La cueva se transformó entonces en un nuevo universo: oscuro, silencioso y cada vez más estrecho. Las paredes parecían cerrarse a nuestro alrededor, obligándonos a reptar por pasajes angostos antes de salir a espacios donde podíamos ponernos de pie nuevamente. Apenas se veían pequeños insectos ciegos, y la vida vegetal había desaparecido por completo. “Este es el último tramo y el más difícil de todos”, anunció el guía. El paso se volvió cada vez más complicado, requiriendo que nos ayudáramos mutuamente debido a descensos bruscos y estrecheces extremas. La sensación era abrumadora, como si la respiración se dificultara por la falta de oxígeno. En un punto, ya no pudimos avanzar más; el camino era demasiado angosto para que nuestros cuerpos cupieran.

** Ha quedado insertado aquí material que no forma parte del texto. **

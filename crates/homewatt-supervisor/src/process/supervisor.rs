//! Supervisor loop for the worker/server process pair.
//!
//! The [`Supervisor`] owns both child handles and exposes one structured
//! operation: wait for the first exit, relaying any termination signals
//! received in the meantime, then terminate the survivor and report the
//! first exit's status.

use std::fmt;
use std::process::ExitStatus;
use std::time::Duration;

use tokio::process::Child;
use tokio::sync::mpsc;
use tracing::{info, warn};

use super::spec::{ChildRole, ChildSpec};

/// Termination signal received by the supervisor process.
#[derive(Debug, Clone, Copy, PartialEq, Eq)]
pub enum TermSignal {
    /// SIGINT / Ctrl+C.
    Interrupt,
    /// SIGTERM.
    Terminate,
}

impl TermSignal {
    pub const fn as_str(self) -> &'static str {
        match self {
            Self::Interrupt => "interrupt",
            Self::Terminate => "terminate",
        }
    }
}

impl fmt::Display for TermSignal {
    fn fmt(&self, f: &mut fmt::Formatter<'_>) -> fmt::Result {
        f.write_str(self.as_str())
    }
}

/// Errors from supervisor operations.
#[derive(Debug, thiserror::Error)]
pub enum SupervisorError {
    #[error("{role} command is empty")]
    EmptyCommand { role: ChildRole },

    #[error("failed to spawn {role}: {source}")]
    Spawn {
        role: ChildRole,
        #[source]
        source: std::io::Error,
    },

    #[error("failed to wait on {role}: {source}")]
    Wait {
        role: ChildRole,
        #[source]
        source: std::io::Error,
    },
}

/// Settings for a supervision run.
#[derive(Debug)]
pub struct SupervisorSpec {
    pub worker: ChildSpec,
    pub server: ChildSpec,
    /// Pause between starting the worker and the server. Best-effort
    /// ordering, not a readiness check.
    pub startup_delay: Duration,
    /// Grace period for the survivor between SIGTERM and SIGKILL.
    pub terminate_timeout: Duration,
}

/// Outcome of a supervision run: which child exited first, and how.
#[derive(Debug, Clone, Copy)]
pub struct ExitReport {
    pub role: ChildRole,
    pub status: ExitStatus,
}

impl ExitReport {
    /// Shell-style exit code for the supervisor to propagate.
    pub fn exit_code(&self) -> i32 {
        exit_status_code(self.status)
    }
}

/// Map an exit status to a shell-style exit code: the child's own code for a
/// normal exit, 128+N for a death by signal N.
pub fn exit_status_code(status: ExitStatus) -> i32 {
    #[cfg(unix)]
    {
        use std::os::unix::process::ExitStatusExt;
        if let Some(signal) = status.signal() {
            return 128 + signal;
        }
    }
    status.code().unwrap_or(1)
}

#[derive(Debug)]
struct ManagedChild {
    role: ChildRole,
    child: Child,
}

impl ManagedChild {
    /// Send SIGTERM to the child. A child that is already gone is not an
    /// error; the failure is logged and swallowed.
    fn send_term(&self) {
        #[cfg(unix)]
        if let Some(pid) = self.child.id() {
            // SAFETY: pid is a valid process ID obtained from our own Child
            // handle. kill(2) with SIGTERM is safe to call on any owned
            // subprocess.
            #[allow(unsafe_code)]
            #[allow(clippy::cast_possible_wrap)]
            let ret = unsafe { libc::kill(pid as i32, libc::SIGTERM) };
            if ret != 0 {
                let err = std::io::Error::last_os_error();
                warn!(role = %self.role, pid, error = %err, "Failed to relay SIGTERM");
            }
        }
    }
}

enum Event {
    Exited(ChildRole, std::io::Result<ExitStatus>),
    Signal(Option<TermSignal>),
}

/// Owner of both child processes.
#[derive(Debug)]
pub struct Supervisor {
    worker: ManagedChild,
    server: ManagedChild,
    terminate_timeout: Duration,
}

impl Supervisor {
    /// Spawn the worker, wait out the startup delay, then spawn the server.
    ///
    /// If the server fails to spawn, the already-running worker is killed
    /// before the error is returned.
    pub async fn start(spec: SupervisorSpec) -> Result<Self, SupervisorError> {
        let mut worker = ManagedChild {
            role: ChildRole::Worker,
            child: spec.worker.spawn()?,
        };

        info!(
            delay_secs = spec.startup_delay.as_secs_f64(),
            "Worker started; delaying server launch"
        );
        tokio::time::sleep(spec.startup_delay).await;

        let server = match spec.server.spawn() {
            Ok(child) => ManagedChild {
                role: ChildRole::Server,
                child,
            },
            Err(e) => {
                warn!(error = %e, "Server failed to spawn; killing worker");
                let _ = worker.child.kill().await;
                return Err(e);
            }
        };

        Ok(Self {
            worker,
            server,
            terminate_timeout: spec.terminate_timeout,
        })
    }

    /// Relay a received termination signal to both children as SIGTERM.
    pub fn relay_termination(&self, signal: TermSignal) {
        info!(signal = %signal, "Relaying termination signal to both children");
        self.worker.send_term();
        self.server.send_term();
    }

    /// Drive both children until the first one exits.
    ///
    /// Each signal received on `signals` is relayed once to both children.
    /// After the first exit the survivor is terminated, and the first exit's
    /// status is reported regardless of which child it came from or whether
    /// a signal was relayed beforehand.
    pub async fn run(
        mut self,
        mut signals: mpsc::Receiver<TermSignal>,
    ) -> Result<ExitReport, SupervisorError> {
        let mut signals_open = true;
        let (role, status) = loop {
            let event = tokio::select! {
                status = self.worker.child.wait() => Event::Exited(ChildRole::Worker, status),
                status = self.server.child.wait() => Event::Exited(ChildRole::Server, status),
                signal = signals.recv(), if signals_open => Event::Signal(signal),
            };
            match event {
                Event::Exited(role, status) => {
                    let status = status.map_err(|source| SupervisorError::Wait { role, source })?;
                    break (role, status);
                }
                Event::Signal(Some(signal)) => self.relay_termination(signal),
                Event::Signal(None) => signals_open = false,
            }
        };

        info!(role = %role, %status, "Child exited first");
        self.shutdown_survivor(role).await;

        Ok(ExitReport { role, status })
    }

    /// Terminate the child that did not exit first: SIGTERM, bounded wait,
    /// SIGKILL on timeout.
    async fn shutdown_survivor(&mut self, exited: ChildRole) {
        let survivor = match exited {
            ChildRole::Worker => &mut self.server,
            ChildRole::Server => &mut self.worker,
        };

        survivor.send_term();

        match tokio::time::timeout(self.terminate_timeout, survivor.child.wait()).await {
            Ok(Ok(status)) => {
                info!(role = %survivor.role, %status, "Survivor exited");
            }
            Ok(Err(e)) => {
                warn!(role = %survivor.role, error = %e, "Error waiting for survivor");
                let _ = survivor.child.kill().await;
            }
            Err(_) => {
                warn!(role = %survivor.role, "Timeout waiting for survivor shutdown, killing");
                let _ = survivor.child.kill().await;
            }
        }
    }
}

Entonces, el guía nos pidió que apagáramos las luces de los cascos. La oscuridad absoluta nos envolvió, una negrura tan intensa que parecía tangible. Permanecimos en silencio, escuchando el sonido de nuestras respiraciones y percibiendo los latidos de nuestros corazones. Era como si hubiéramos descendido al fondo del abismo, un lugar donde no existía más rastro de vida que nosotros mismos. Mientras permanecíamos así, el guía nos habló de un experimento realizado tiempo atrás, cuando dejaron a tres personas en ese lugar sin luz, agua ni comida, con solo un micrófono para registrar sus reacciones. Al poco tiempo comenzaron a perder la cordura y debieron ser rescatadas. Reflexioné en ese momento sobre Jonás y me pregunté si habría sentido algo similar en el vientre del pez.
Tras esa experiencia inolvidable, emerger de la cueva fue un alivio indescriptible. Durante toda la travesía un pasaje bíblico había resonado en mi mente, y al salir corrí a buscarlo en mi Biblia: “¿A dónde podría alejarme de tu Espíritu? ¿A dónde podría huir de tu presencia? Si subiera al cielo, allí estás tú; si tendiera mi lecho en el fondo del abismo, también estás allí” (Salmos 139:7-8). Sentía que habíamos estado en el mismísimo “fondo del abismo”, pero incluso allí experimenté la presencia de Dios de manera palpable.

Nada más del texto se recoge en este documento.